# New app can't see map



## quicklyd (Dec 21, 2015)

Before App-mageddon on Feb. 2nd, I could open the app and see my local map (along with surge and pre-screened colors). But when the update was forced on me on Feb 2nd, I can no longer see the map unless I actually go online. Am I the only one experiencing this? I haven't seen anyone else talking about this.

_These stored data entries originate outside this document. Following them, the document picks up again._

//! Error types for cumulus-slicer
//!
//! This module defines the error hierarchy for cluster orchestration:
//! - Process spawn errors (a node's process could not be started)
//! - Configuration errors (node/map inconsistencies, bad patterns)
//! - Control-protocol (RPC) errors
//! - Readiness timeouts and per-host poll failures
//!
//! Spawn and configuration errors abort a bootstrap; poll failures are
//! local to a single monitor cycle.

use std::path::PathBuf;
use std::time::Duration;
use thiserror::Error;

/// Top-level error type for cumulus-slicer
#[derive(Error, Debug)]
pub enum SlicerError {
    /// A process could not be started
    #[error("Spawn error: {0}")]
    Spawn(#[from] SpawnError),

    /// Configuration errors, detected before any process is spawned
    #[error("Configuration error: {0}")]
    Config(#[from] ConfigError),

    /// Control-protocol errors
    #[error("RPC error: {0}")]
    Rpc(#[from] RpcError),

    /// A node never logged its readiness marker within the configured bound
    #[error("'{host}' did not report ready within {}s", .waited.as_secs_f64())]
    ReadinessTimeout {
        host: String,
        waited: Duration,
        /// Log context collected from the node while waiting
        log: String,
    },

    /// A node's process exited before it reported ready
    #[error("Process for '{host}' exited before reporting ready")]
    NodeExited { host: String, log: String },

    /// Monitor poll failure
    #[error("Poll failure: {0}")]
    Poll(#[from] PollFailure),

    /// A helper thread panicked
    #[error("Thread '{name}' panicked")]
    Panicked { name: String },

    /// I/O errors (files, sockets)
    #[error("I/O error: {0}")]
    Io(#[from] std::io::Error),

    /// Channel closed unexpectedly
    #[error("Channel closed unexpectedly")]
    ChannelClosed,
}

impl SlicerError {
    /// Log text collected from the failing node, if this error carries any
    pub fn log_context(&self) -> Option<&str> {
        match self {
            SlicerError::ReadinessTimeout { log, .. } | SlicerError::NodeExited { log, .. } => {
                Some(log.as_str()).filter(|l| !l.is_empty())
            }
            _ => None,
        }
    }
}

/// Process spawn errors
#[derive(Error, Debug)]
pub enum SpawnError {
    /// The OS refused to start the command (not found, permission denied, ...)
    #[error("Failed to spawn '{command}': {reason}")]
    Failed { command: String, reason: String },

    /// The child started but its output could not be captured
    #[error("No output pipe for '{command}'")]
    NoOutput { command: String },

    /// The output reader thread could not be started
    #[error("Failed to start reader for '{command}': {reason}")]
    Reader { command: String, reason: String },
}

impl SpawnError {
    /// The command string that failed to start
    pub fn command(&self) -> &str {
        match self {
            SpawnError::Failed { command, .. }
            | SpawnError::NoOutput { command }
            | SpawnError::Reader { command, .. } => command,
        }
    }
}

/// Configuration errors
#[derive(Error, Debug)]
pub enum ConfigError {
    /// Cluster configuration could not be read
    #[error("Cannot load '{path}': {reason}")]
    Load { path: PathBuf, reason: String },

    /// A node is referenced that the cluster configuration does not define
    #[error("Unknown node '{node}' referenced by {context}")]
    UnknownNode { node: String, context: String },

    /// A map is referenced that the catalog does not define
    #[error("Unknown map '{map}'")]
    UnknownMap { map: String },

    /// Two nodes share a name
    #[error("Duplicate node name '{name}'")]
    DuplicateNode { name: String },

    /// At least one target node is required
    #[error("No nodes configured")]
    NoNodes,

    /// Address could not be parsed
    #[error("Invalid address '{value}': {reason}")]
    InvalidAddress { value: String, reason: String },

    /// Regex pattern failed to compile
    #[error("Invalid pattern '{pattern}': {reason}")]
    InvalidPattern { pattern: String, reason: String },

    /// Partition directive could not be parsed or applied
    #[error("Invalid partition directive '{value}': {reason}")]
    InvalidDirective { value: String, reason: String },

    /// Explicit ranges do not cover the key domain exactly once
    #[error("Invalid partition for map '{map}': {reason}")]
    InvalidPartition { map: String, reason: String },

    /// Key domain too small to split
    #[error("Domain of map '{map}' has {size} keys, cannot split across {nodes} nodes")]
    InvalidDomain { map: String, size: u64, nodes: usize },

    /// Interval or timeout must be positive
    #[error("Invalid {name}: must be greater than zero")]
    InvalidInterval { name: &'static str },

    /// Client start requested without a source file
    #[error("To run the client, the configuration must have a client source file")]
    MissingClientSource,

    /// A template or update spans several lines and cannot be written
    #[error("{kind} {index} contains a line break")]
    MultiLineEntry { kind: &'static str, index: usize },

    /// Deployment descriptor could not be parsed
    #[error("Malformed descriptor line {line}: {reason}")]
    MalformedDescriptor { line: usize, reason: String },
}

/// Control-protocol errors
#[derive(Error, Debug, Clone)]
pub enum RpcError {
    /// Could not connect to the control port
    #[error("Failed to connect to '{addr}': {reason}")]
    ConnectFailed { addr: String, reason: String },

    /// Transport failed mid-request
    #[error("I/O error talking to '{addr}': {reason}")]
    Transport { addr: String, reason: String },

    /// Peer closed the connection
    #[error("Connection to '{addr}' closed")]
    Disconnected { addr: String },

    /// Request or response could not be encoded/decoded
    #[error("Protocol error: {0}")]
    Protocol(String),

    /// The remote side reported a failure
    #[error("Remote error: {0}")]
    Remote(String),
}

/// A monitor cycle in which a host did not produce stats
#[derive(Error, Debug, Clone, PartialEq, Eq)]
pub enum PollFailure {
    /// No answer within the per-host poll timeout
    #[error("no response from '{host}' within {}s", .waited.as_secs_f64())]
    NoResponse { host: String, waited: Duration },

    /// The previous request to this host is still outstanding
    #[error("'{host}' is still answering cycle {cycle}")]
    Stalled { host: String, cycle: u64 },

    /// The request failed
    #[error("poll of '{host}' failed: {reason}")]
    Failed { host: String, reason: String },
}

impl PollFailure {
    /// Host that failed
    pub fn host(&self) -> &str {
        match self {
            PollFailure::NoResponse { host, .. }
            | PollFailure::Stalled { host, .. }
            | PollFailure::Failed { host, .. } => host,
        }
    }
}

/// Result type alias for SlicerError
pub type Result<T> = std::result::Result<T, SlicerError>;

/// Result type alias for ConfigError
pub type ConfigResult<T> = std::result::Result<T, ConfigError>;

/// Result type alias for RpcError
pub type RpcResult<T> = std::result::Result<T, RpcError>;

Also, I can no longer view details of my rating in the app -- I only see the current score and no rating comments (nor any place where those would appear).


----------



## SECOTIME (Sep 18, 2015)

The old app required going online to see the map..afaik the new ap shows the map without needing to go online so I don't know what's up with your issue..seems backwards.


----------



## bdriven (Jan 9, 2016)

SECOTIME said:


> The old app required going online to see the map..afaik the new ap shows the map without needing to go online so I don't know what's up with your issue..seems backwards.


Agree


----------



## bdriven (Jan 9, 2016)

bdriven said:


> Agree


it's nice to be able to see Surge without going online


----------



## UH2L (Jan 18, 2016)

I'm having the same issue, can't see the map unless I go online.


----------



## quicklyd (Dec 21, 2015)

UH2L said:


> I'm having the same issue, can't see the map unless I go online.


I had the problem when I was technically outside of my area. When I drove back into my area, I could see the map again. Not sure if you're having a similar problem but that's how I fixed mine.


----------